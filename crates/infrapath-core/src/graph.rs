// SPDX-License-Identifier: Apache-2.0
// © James Ross Ω FLYING•ROBOTS <https://github.com/flyingrobots>
//! Minimal in-memory concrete resource graph used by the resolver and tests.
use std::collections::{BTreeMap, BTreeSet};

use crate::constraint::EdgeData;
use crate::error::{ResolveError, ResolveResult};
use crate::ident::ResourceId;
use crate::record::{ConcreteEdge, Resource};

/// In-memory resource graph.
///
/// Adjacency is kept in both directions so upstream and downstream walks
/// cost the same. All maps are ordered, so every iteration is deterministic.
#[derive(Debug, Clone, Default)]
pub struct ResourceGraph {
    resources: BTreeMap<ResourceId, Resource>,
    edges_from: BTreeMap<ResourceId, BTreeSet<ResourceId>>,
    edges_to: BTreeMap<ResourceId, BTreeSet<ResourceId>>,
    edge_data: BTreeMap<ConcreteEdge, EdgeData>,
}

impl ResourceGraph {
    /// Creates an empty graph.
    #[must_use]
    pub fn new() -> Self {
        Self::default()
    }

    /// Number of resources.
    #[must_use]
    pub fn len(&self) -> usize {
        self.resources.len()
    }

    /// True when the graph holds no resources.
    #[must_use]
    pub fn is_empty(&self) -> bool {
        self.resources.is_empty()
    }

    /// Number of edges.
    #[must_use]
    pub fn edge_count(&self) -> usize {
        self.edges_from.values().map(BTreeSet::len).sum()
    }

    /// Iterate over all resources in id order.
    pub fn resources(&self) -> impl Iterator<Item = &Resource> {
        self.resources.values()
    }

    /// Iterate over all edges in `(source, target)` order.
    pub fn edges(&self) -> impl Iterator<Item = ConcreteEdge> + '_ {
        self.edges_from.iter().flat_map(|(source, targets)| {
            targets
                .iter()
                .map(move |target| ConcreteEdge::new(source.clone(), target.clone()))
        })
    }

    /// Returns a shared reference to a resource when it exists.
    #[must_use]
    pub fn resource(&self, id: &ResourceId) -> Option<&Resource> {
        self.resources.get(id)
    }

    /// Returns a mutable reference to a resource when it exists.
    pub fn resource_mut(&mut self, id: &ResourceId) -> Option<&mut Resource> {
        self.resources.get_mut(id)
    }

    /// Returns `true` if a resource with `id` exists.
    #[must_use]
    pub fn contains(&self, id: &ResourceId) -> bool {
        self.resources.contains_key(id)
    }

    /// Inserts a resource unless one with the same id exists. Returns whether
    /// the resource was inserted; an existing resource is left untouched.
    pub fn add_resource(&mut self, resource: Resource) -> bool {
        if self.resources.contains_key(&resource.id) {
            return false;
        }
        self.resources.insert(resource.id.clone(), resource);
        true
    }

    /// Inserts or replaces a resource.
    pub fn upsert_resource(&mut self, resource: Resource) {
        self.resources.insert(resource.id.clone(), resource);
    }

    /// Inserts the edge `source -> target`. Both endpoints must exist.
    /// Inserting an existing edge is a no-op that keeps its data.
    pub fn add_edge(&mut self, source: &ResourceId, target: &ResourceId) -> ResolveResult<()> {
        for end in [source, target] {
            if !self.resources.contains_key(end) {
                return Err(ResolveError::MissingResource(end.clone()));
            }
        }
        self.edges_from
            .entry(source.clone())
            .or_default()
            .insert(target.clone());
        self.edges_to
            .entry(target.clone())
            .or_default()
            .insert(source.clone());
        Ok(())
    }

    /// Inserts the edge and attaches caller annotations to it.
    pub fn add_edge_with_data(
        &mut self,
        source: &ResourceId,
        target: &ResourceId,
        data: EdgeData,
    ) -> ResolveResult<()> {
        self.add_edge(source, target)?;
        self.edge_data
            .insert(ConcreteEdge::new(source.clone(), target.clone()), data);
        Ok(())
    }

    /// Returns `true` if the edge `source -> target` exists.
    #[must_use]
    pub fn has_edge(&self, source: &ResourceId, target: &ResourceId) -> bool {
        self.edges_from
            .get(source)
            .is_some_and(|targets| targets.contains(target))
    }

    /// Annotations attached to an edge, if any.
    #[must_use]
    pub fn edge_data(&self, source: &ResourceId, target: &ResourceId) -> Option<&EdgeData> {
        self.edge_data
            .get(&ConcreteEdge::new(source.clone(), target.clone()))
    }

    /// Removes an edge and its annotations. Returns whether it existed.
    pub fn remove_edge(&mut self, source: &ResourceId, target: &ResourceId) -> bool {
        let removed = self
            .edges_from
            .get_mut(source)
            .is_some_and(|targets| targets.remove(target));
        if removed {
            if let Some(sources) = self.edges_to.get_mut(target) {
                sources.remove(source);
            }
            self.edge_data
                .remove(&ConcreteEdge::new(source.clone(), target.clone()));
        }
        removed
    }

    /// Direct dependencies of `id` (targets of its outgoing edges).
    pub fn targets_of(&self, id: &ResourceId) -> impl Iterator<Item = &ResourceId> {
        self.edges_from.get(id).into_iter().flatten()
    }

    /// Direct dependents of `id` (sources of its incoming edges).
    pub fn sources_of(&self, id: &ResourceId) -> impl Iterator<Item = &ResourceId> {
        self.edges_to.get(id).into_iter().flatten()
    }
}
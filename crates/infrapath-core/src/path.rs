// SPDX-License-Identifier: Apache-2.0
// © James Ross Ω FLYING•ROBOTS <https://github.com/flyingrobots>
//! Weighted template paths.
use std::fmt;

use crate::ident::ResourceId;

/// Template-level path: type patterns from source to target plus the
/// accumulated cost. Lower weight is better.
#[derive(Clone, Debug, PartialEq, Eq)]
pub struct Path {
    /// Type patterns in traversal order; at least two.
    pub nodes: Vec<ResourceId>,
    /// One per node with a known functionality.
    pub weight: u32,
}

impl Path {
    /// Number of nodes.
    #[must_use]
    pub fn len(&self) -> usize {
        self.nodes.len()
    }

    /// True when the path has no nodes.
    #[must_use]
    pub fn is_empty(&self) -> bool {
        self.nodes.is_empty()
    }

    /// Nodes strictly between the endpoints.
    #[must_use]
    pub fn interior(&self) -> &[ResourceId] {
        if self.nodes.len() <= 2 {
            return &[];
        }
        &self.nodes[1..self.nodes.len() - 1]
    }
}

impl fmt::Display for Path {
    /// Node ids joined by ` -> `; the tie-break key of path selection.
    fn fmt(&self, f: &mut fmt::Formatter<'_>) -> fmt::Result {
        for (i, node) in self.nodes.iter().enumerate() {
            if i > 0 {
                f.write_str(" -> ")?;
            }
            write!(f, "{node}")?;
        }
        Ok(())
    }
}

**Your objective**
Some lines above hold the word "crates". Copy all of them.

**Solution to the problem**
filename crates/infrapath-core/src/graph.rs
filename crates/infrapath-core/src/path.rs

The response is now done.